Lindsay Cahill is a Canadian chemist who uses Magnetic Resonance Imaging (MRI ) to study metabolic abnormalities in pregnancy. She has published more than 70 articles on her research related to nuclear magnetic resonance in studying electrochemical materials and for imaging animal fetuses and placenta. She has published widely-used protocols for the imaging of mouse brains.

==Education and early career==
Cahill completed her B.Sc. and Ph.D. in chemistry at McMaster University. In her Ph.D., she used solid-state NMR to study lithium-ion batteries. She employed ^{6}Li and ^{7}Li solid-state NMR to study the dynamics of the transport of lithium ions through materials.

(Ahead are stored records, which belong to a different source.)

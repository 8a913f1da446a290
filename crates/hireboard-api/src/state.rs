//! Application state shared by every handler.

use std::sync::Arc;

use hireboard_core::{Config, PageLimits};
use hireboard_db::{ApplicationStore, JobStore, UserStore};
use sqlx::PgPool;

use crate::services::file_transfer::FileTransferService;

#[derive(Clone)]
pub struct AppState {
    pub jobs: Arc<dyn JobStore>,
    pub applications: Arc<dyn ApplicationStore>,
    pub users: Arc<dyn UserStore>,
    pub files: FileTransferService,
    pub page_limits: PageLimits,
    /// Present when backed by PostgreSQL; used by the health check
    pub db_pool: Option<PgPool>,
    pub config: Config,
}
use admin::errors::AdminError;
use catalog::errors::CatalogError;
use thiserror::Error;

#[derive(Error, Debug)]
pub enum SeedError {
    #[error("Catalog fetch failed: {0}")]
    Catalog(#[from] CatalogError),
    #[error("Admin API call failed: {0}")]
    Admin(#[from] AdminError),
    #[error("Failed to write output file: {0}")]
    Io(#[from] std::io::Error),
    #[error("Failed to serialize output: {0}")]
    Json(#[from] serde_json::Error),
    #[error("Invalid configuration: {0}")]
    Config(String),
}
use std::{path::Path, sync::Arc};

use admin::gateway::AdminGateway;
use async_trait::async_trait;
use catalog::client::CatalogClient;
use common::{
    product::Product,
    publish::{Api, BulkJob, JobResource, PublishResult},
    site_config::{SiteConfig, StoreContext},
};
use serde::Serialize;
use tracing::info;

use crate::{errors::SeedError, output::write_timestamped_json};

mod bulk;
mod per_product;

pub use bulk::BulkSeeder;
pub use per_product::PerProductSeeder;

pub(crate) const PAGE_SIZE: u32 = 50;

/// A product the run could not seed, with enough context to say why.
#[derive(Serialize, Debug, Clone)]
pub struct SeedFailure {
    pub sku: String,
    pub stage: String,
    pub message: String,
}

/// Outcome of one bulk stage, successes and failures kept apart.
#[derive(Serialize, Debug, Clone)]
pub struct BulkStageOutcome {
    pub api: String,
    pub job_name: String,
    pub succeeded: Vec<JobResource>,
    pub failed: Vec<JobResource>,
}

impl BulkStageOutcome {
    pub fn from_job(api: Api, job: &BulkJob) -> Self {
        let (succeeded, failed) = job
            .resources
            .iter()
            .cloned()
            .partition(|resource| resource.status == 200);

        Self {
            api: api.to_string(),
            job_name: job.name.clone(),
            succeeded,
            failed,
        }
    }
}

/// Everything a seeding run produced, written to the output files at
/// the end of the run.
#[derive(Serialize, Debug, Default)]
pub struct SeedReport {
    pub publishes: Vec<PublishResult>,
    pub stages: Vec<BulkStageOutcome>,
    pub failures: Vec<SeedFailure>,
}

/// One of the two seeding policies. Selected at the orchestration
/// boundary; the policies share no control flow.
#[async_trait]
pub trait SeedStrategy {
    async fn seed(
        &self,
        catalog: Arc<CatalogClient>,
        admin: Arc<AdminGateway>,
        site: Arc<SiteConfig>,
        store: StoreContext,
    ) -> Result<SeedReport, SeedError>;
}

/// List mode: walk the whole catalog and dump it to a file. No admin
/// calls are made.
pub async fn run_list(catalog: &CatalogClient, out_dir: &Path) -> Result<Vec<Product>, SeedError> {
    let products = catalog.fetch_all_products(PAGE_SIZE).await?;

    info!("Listed {} products", products.len());

    write_timestamped_json(out_dir, "products", &products)?;

    Ok(products)
}
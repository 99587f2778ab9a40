use std::sync::Arc;

use admin::gateway::AdminGateway;
use async_trait::async_trait;
use catalog::client::CatalogClient;
use common::{
    paths::compute_paths,
    publish::Api,
    site_config::{SiteConfig, StoreContext},
};
use tracing::{debug, info, warn};

use crate::{
    errors::SeedError,
    orchestrator::{BulkStageOutcome, PAGE_SIZE, SeedReport, SeedStrategy},
};

/// Seeds the whole catalog through two bulk jobs: one preview job over
/// every resolved path, then one live job over exactly the paths the
/// preview stage completed with HTTP 200.
pub struct BulkSeeder;

#[async_trait]
impl SeedStrategy for BulkSeeder {
    async fn seed(
        &self,
        catalog: Arc<CatalogClient>,
        admin: Arc<AdminGateway>,
        site: Arc<SiteConfig>,
        store: StoreContext,
    ) -> Result<SeedReport, SeedError> {
        let products = catalog.fetch_all_products(PAGE_SIZE).await?;

        // one path per product, the first the resolver yields
        let mut paths = Vec::new();

        for product in &products {
            match compute_paths(&site, &store, &product.sku, &product.url_key)
                .into_iter()
                .next()
            {
                Some(path) => paths.push(path),
                None => debug!("No matching path pattern for sku {}", product.sku),
            }
        }

        let mut report = SeedReport::default();

        if paths.is_empty() {
            info!("No paths resolved, nothing to publish");
            return Ok(report);
        }

        let preview_job = admin.create_bulk_job(Api::Preview, &paths).await?;
        let live_paths = preview_job.successful_paths();

        report
            .stages
            .push(BulkStageOutcome::from_job(Api::Preview, &preview_job));

        info!(
            "Preview job {} finished: {}/{} paths succeeded",
            preview_job.name,
            live_paths.len(),
            paths.len()
        );

        if live_paths.is_empty() {
            warn!("No path previewed successfully, skipping the live job");
            return Ok(report);
        }

        let live_job = admin.create_bulk_job(Api::Live, &live_paths).await?;

        report
            .stages
            .push(BulkStageOutcome::from_job(Api::Live, &live_job));

        Ok(report)
    }
}
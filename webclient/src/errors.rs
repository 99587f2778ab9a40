use reqwest::header::{InvalidHeaderName, InvalidHeaderValue};
use thiserror::Error;

#[derive(Error, Debug)]
pub enum WebClientError {
    #[error("Web client general error")]
    ClientGeneralError(#[from] reqwest::Error),
    #[error("Web client failed to create header")]
    ClientInvalidHeader,
}

impl From<InvalidHeaderName> for WebClientError {
    fn from(_err: InvalidHeaderName) -> Self {
        Self::ClientInvalidHeader
    }
}

impl From<InvalidHeaderValue> for WebClientError {
    fn from(_err: InvalidHeaderValue) -> Self {
        Self::ClientInvalidHeader
    }
}
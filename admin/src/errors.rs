use std::time::Duration;

use thiserror::Error;
use webclient::errors::WebClientError;

#[derive(Error, Debug)]
pub enum AdminError {
    #[error("Failed to reach admin API")]
    Web(#[from] WebClientError),
    #[error("Admin API answered with status {0}")]
    Status(u16),
    #[error("Failed to parse admin response: {0}")]
    Parse(#[from] serde_json::Error),
    #[error("Bulk {api} job failed: {source}")]
    BulkJob {
        api: String,
        #[source]
        source: Box<AdminError>,
    },
    #[error("Job {job_kind}/{job_name} did not stop within {}s", timeout.as_secs())]
    JobTimeout {
        job_kind: String,
        job_name: String,
        timeout: Duration,
    },
}

impl AdminError {
    pub(crate) fn into_bulk(self, api: impl ToString) -> Self {
        Self::BulkJob {
            api: api.to_string(),
            source: Box::new(self),
        }
    }
}
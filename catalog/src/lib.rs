pub mod backends;
pub mod client;
pub mod config;
pub mod errors;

After completing her PhD, she held a postdoctoral fellowship in the Department of Physics at Warwick University under the supervision of Mark Smith (physicist). In 2009, she moved to the Mouse Imaging Center at the Hospital for Sick Children. One of her contributions at the Mouse Imaging Center was the identification of a mouse model for autoimmune encephalomyelitis that may serve as a better model for multiple sclerosis in humans than previous models. Prior to her scientific career, she was a captain in the Barrie Safety Patrol.

==Independent career==
.Cahill was appointed as an Assistant Professor in the Department of Chemistry at the Memorial University of Newfoundland in January 2020. She received the Discovery Award from the Banting Research Foundation and a Discovery Grant from the Natural Sciences and Engineering Research Council of Canada. In 2022, Cahill was the project leader for a grant from the Canadian Foundation for Innovation to establish the Micro-Ultrasound Lab at Memorial University. She was also named one of the 2022 Future Leaders in Canadian Brain Research Program by the Brain Canada foundation.